INSTRUCTIONS TO FOLLOW: From the records below, take each line where the string "path" shows up and copy it.

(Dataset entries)
-------------------------

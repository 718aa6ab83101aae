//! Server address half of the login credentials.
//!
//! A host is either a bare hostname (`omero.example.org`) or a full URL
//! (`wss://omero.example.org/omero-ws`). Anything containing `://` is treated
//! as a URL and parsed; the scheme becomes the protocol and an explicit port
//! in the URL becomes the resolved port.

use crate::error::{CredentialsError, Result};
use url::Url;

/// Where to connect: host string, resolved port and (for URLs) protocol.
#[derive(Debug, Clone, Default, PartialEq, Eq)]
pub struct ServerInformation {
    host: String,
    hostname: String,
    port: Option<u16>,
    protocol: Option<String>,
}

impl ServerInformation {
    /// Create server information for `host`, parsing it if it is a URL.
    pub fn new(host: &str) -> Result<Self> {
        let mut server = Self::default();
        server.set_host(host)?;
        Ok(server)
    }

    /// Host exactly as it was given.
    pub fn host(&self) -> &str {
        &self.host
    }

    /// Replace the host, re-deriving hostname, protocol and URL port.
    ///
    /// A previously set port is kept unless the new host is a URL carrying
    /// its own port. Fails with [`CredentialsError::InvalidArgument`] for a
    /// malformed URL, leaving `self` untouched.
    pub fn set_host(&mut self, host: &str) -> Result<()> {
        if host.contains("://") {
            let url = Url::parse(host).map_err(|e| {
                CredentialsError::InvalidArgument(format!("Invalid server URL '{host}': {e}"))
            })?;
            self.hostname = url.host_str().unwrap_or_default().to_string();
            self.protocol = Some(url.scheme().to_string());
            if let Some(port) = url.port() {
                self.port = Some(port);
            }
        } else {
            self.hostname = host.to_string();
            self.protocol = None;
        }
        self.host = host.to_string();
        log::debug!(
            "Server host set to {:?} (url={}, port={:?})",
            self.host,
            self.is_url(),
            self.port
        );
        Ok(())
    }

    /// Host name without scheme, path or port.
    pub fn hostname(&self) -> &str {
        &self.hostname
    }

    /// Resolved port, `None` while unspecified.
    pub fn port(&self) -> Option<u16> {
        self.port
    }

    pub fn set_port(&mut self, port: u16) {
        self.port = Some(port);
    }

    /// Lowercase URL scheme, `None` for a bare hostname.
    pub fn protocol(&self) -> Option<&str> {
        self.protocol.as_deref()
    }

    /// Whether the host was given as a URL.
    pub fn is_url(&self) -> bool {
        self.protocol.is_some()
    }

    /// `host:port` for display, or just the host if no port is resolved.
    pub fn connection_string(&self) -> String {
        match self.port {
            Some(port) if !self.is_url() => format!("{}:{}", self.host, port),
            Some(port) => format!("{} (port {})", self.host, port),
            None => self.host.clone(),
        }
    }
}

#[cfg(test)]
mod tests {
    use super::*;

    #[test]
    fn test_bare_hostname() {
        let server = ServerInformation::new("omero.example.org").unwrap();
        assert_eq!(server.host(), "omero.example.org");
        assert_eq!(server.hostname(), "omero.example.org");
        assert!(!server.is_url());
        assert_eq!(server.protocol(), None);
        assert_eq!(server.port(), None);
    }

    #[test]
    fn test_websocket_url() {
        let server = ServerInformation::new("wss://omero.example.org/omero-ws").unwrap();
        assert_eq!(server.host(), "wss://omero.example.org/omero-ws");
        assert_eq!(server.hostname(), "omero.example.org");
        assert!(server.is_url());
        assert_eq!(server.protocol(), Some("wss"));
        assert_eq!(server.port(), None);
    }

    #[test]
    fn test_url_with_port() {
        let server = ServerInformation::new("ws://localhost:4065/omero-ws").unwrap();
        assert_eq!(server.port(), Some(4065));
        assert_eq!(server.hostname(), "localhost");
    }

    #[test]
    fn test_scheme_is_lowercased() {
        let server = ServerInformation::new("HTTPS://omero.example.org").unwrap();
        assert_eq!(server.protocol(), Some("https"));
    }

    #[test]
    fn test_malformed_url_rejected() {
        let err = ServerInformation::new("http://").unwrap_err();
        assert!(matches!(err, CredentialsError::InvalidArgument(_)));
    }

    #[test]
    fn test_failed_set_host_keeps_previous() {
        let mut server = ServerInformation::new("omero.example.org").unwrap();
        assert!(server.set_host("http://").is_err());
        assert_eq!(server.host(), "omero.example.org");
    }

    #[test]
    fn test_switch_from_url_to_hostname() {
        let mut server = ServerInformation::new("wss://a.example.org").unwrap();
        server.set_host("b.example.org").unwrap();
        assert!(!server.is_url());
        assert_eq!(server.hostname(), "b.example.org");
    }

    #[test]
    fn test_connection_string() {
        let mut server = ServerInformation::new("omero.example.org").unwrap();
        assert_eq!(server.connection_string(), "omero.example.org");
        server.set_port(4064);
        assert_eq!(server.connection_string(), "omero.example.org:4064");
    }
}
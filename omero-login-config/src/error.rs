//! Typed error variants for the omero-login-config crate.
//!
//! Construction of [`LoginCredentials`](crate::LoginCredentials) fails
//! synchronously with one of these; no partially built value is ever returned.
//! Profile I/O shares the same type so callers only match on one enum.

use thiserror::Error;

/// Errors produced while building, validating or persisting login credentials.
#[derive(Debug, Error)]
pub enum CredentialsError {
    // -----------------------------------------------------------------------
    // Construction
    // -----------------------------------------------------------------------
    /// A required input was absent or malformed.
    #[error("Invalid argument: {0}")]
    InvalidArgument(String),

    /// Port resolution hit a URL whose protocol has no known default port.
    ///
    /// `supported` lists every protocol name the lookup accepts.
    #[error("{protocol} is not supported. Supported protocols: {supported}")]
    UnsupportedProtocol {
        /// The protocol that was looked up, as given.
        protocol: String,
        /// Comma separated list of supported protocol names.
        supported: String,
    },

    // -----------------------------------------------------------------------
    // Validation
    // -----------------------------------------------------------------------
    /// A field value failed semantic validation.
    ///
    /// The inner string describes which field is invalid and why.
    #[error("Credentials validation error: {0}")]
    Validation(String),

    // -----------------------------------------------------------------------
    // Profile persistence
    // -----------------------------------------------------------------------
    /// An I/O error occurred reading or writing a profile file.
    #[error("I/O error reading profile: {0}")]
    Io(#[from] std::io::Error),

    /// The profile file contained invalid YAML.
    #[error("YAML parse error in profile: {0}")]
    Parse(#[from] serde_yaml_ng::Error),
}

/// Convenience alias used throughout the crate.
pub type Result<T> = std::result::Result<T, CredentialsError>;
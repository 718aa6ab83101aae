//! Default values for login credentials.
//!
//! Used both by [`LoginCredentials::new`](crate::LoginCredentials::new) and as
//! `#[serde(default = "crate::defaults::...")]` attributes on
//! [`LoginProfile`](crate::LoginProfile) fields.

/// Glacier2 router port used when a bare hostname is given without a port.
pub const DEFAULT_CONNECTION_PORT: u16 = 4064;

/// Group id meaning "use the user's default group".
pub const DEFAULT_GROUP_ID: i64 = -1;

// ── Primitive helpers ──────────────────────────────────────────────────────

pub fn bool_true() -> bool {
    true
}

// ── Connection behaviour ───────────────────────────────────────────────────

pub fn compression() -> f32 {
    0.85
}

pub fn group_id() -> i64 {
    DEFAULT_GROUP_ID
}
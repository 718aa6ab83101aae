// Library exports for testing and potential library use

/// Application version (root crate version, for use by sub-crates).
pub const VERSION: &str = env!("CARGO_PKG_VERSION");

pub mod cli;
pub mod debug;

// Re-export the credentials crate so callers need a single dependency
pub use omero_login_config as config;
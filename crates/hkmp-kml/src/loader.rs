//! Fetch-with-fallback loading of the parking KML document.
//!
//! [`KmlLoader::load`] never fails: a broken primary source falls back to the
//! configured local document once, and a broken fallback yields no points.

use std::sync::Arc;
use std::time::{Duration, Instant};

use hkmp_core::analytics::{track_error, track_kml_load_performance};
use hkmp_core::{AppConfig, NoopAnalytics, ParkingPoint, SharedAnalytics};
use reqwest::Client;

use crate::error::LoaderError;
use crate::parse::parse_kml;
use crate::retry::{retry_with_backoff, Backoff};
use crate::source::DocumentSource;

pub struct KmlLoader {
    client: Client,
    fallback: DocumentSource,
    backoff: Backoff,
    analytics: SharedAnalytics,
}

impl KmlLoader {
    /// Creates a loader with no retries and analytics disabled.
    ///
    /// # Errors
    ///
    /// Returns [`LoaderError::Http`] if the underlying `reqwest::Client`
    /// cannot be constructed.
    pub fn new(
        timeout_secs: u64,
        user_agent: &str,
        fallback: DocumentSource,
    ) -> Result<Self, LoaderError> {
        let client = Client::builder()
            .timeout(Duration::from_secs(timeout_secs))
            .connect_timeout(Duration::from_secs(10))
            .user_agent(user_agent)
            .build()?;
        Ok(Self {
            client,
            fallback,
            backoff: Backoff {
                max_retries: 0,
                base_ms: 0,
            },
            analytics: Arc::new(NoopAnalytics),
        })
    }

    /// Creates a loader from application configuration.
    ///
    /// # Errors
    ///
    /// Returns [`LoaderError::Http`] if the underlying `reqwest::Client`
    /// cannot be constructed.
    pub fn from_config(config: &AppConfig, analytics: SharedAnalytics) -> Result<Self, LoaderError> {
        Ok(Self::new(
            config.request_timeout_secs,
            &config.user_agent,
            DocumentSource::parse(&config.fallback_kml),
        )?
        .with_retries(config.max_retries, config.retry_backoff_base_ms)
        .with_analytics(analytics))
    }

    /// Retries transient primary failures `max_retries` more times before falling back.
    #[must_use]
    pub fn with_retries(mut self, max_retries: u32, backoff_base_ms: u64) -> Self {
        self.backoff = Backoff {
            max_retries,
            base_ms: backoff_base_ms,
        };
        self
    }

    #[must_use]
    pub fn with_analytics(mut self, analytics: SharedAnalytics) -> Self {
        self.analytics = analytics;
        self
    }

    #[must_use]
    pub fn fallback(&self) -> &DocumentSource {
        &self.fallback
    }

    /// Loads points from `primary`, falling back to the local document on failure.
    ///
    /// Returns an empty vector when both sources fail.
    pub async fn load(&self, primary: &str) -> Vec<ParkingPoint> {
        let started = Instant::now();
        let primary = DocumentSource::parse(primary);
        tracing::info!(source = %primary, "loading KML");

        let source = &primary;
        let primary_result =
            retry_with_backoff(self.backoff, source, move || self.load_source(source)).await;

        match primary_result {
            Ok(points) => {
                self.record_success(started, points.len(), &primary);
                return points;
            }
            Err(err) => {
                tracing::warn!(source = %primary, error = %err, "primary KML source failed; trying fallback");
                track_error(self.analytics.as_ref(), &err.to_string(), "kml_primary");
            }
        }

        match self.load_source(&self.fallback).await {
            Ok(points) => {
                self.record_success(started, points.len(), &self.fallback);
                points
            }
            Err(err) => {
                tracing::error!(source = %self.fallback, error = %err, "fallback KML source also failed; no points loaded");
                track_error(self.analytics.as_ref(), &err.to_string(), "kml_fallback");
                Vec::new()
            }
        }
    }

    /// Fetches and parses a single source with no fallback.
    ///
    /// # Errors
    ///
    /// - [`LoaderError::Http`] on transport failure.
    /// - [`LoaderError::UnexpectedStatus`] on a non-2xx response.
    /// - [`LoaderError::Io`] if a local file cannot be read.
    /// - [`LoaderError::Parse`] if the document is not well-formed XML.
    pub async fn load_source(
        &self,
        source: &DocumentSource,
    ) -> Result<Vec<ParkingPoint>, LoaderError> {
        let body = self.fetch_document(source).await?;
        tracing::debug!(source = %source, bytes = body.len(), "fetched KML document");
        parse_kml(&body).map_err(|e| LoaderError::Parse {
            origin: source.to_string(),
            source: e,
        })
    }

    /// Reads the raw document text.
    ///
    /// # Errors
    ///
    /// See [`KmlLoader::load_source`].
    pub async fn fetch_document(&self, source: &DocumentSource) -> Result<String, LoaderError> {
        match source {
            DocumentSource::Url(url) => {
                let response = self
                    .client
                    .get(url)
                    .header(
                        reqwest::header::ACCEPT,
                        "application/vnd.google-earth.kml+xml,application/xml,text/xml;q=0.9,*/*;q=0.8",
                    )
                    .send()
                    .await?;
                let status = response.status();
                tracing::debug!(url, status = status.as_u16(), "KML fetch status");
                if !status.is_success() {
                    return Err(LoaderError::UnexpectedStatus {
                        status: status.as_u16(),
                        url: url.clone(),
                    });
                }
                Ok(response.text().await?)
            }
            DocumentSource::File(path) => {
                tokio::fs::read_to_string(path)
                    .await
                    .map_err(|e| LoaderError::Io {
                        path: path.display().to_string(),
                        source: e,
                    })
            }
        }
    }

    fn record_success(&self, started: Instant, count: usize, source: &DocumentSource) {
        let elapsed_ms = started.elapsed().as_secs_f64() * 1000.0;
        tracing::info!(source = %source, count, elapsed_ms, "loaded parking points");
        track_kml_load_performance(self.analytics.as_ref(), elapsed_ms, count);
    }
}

-------------------------

SOLVED PROBLEM:
    /// Host name without scheme, path or port.
            DocumentSource::File(path) => {
                tokio::fs::read_to_string(path)
                        path: path.display().to_string(),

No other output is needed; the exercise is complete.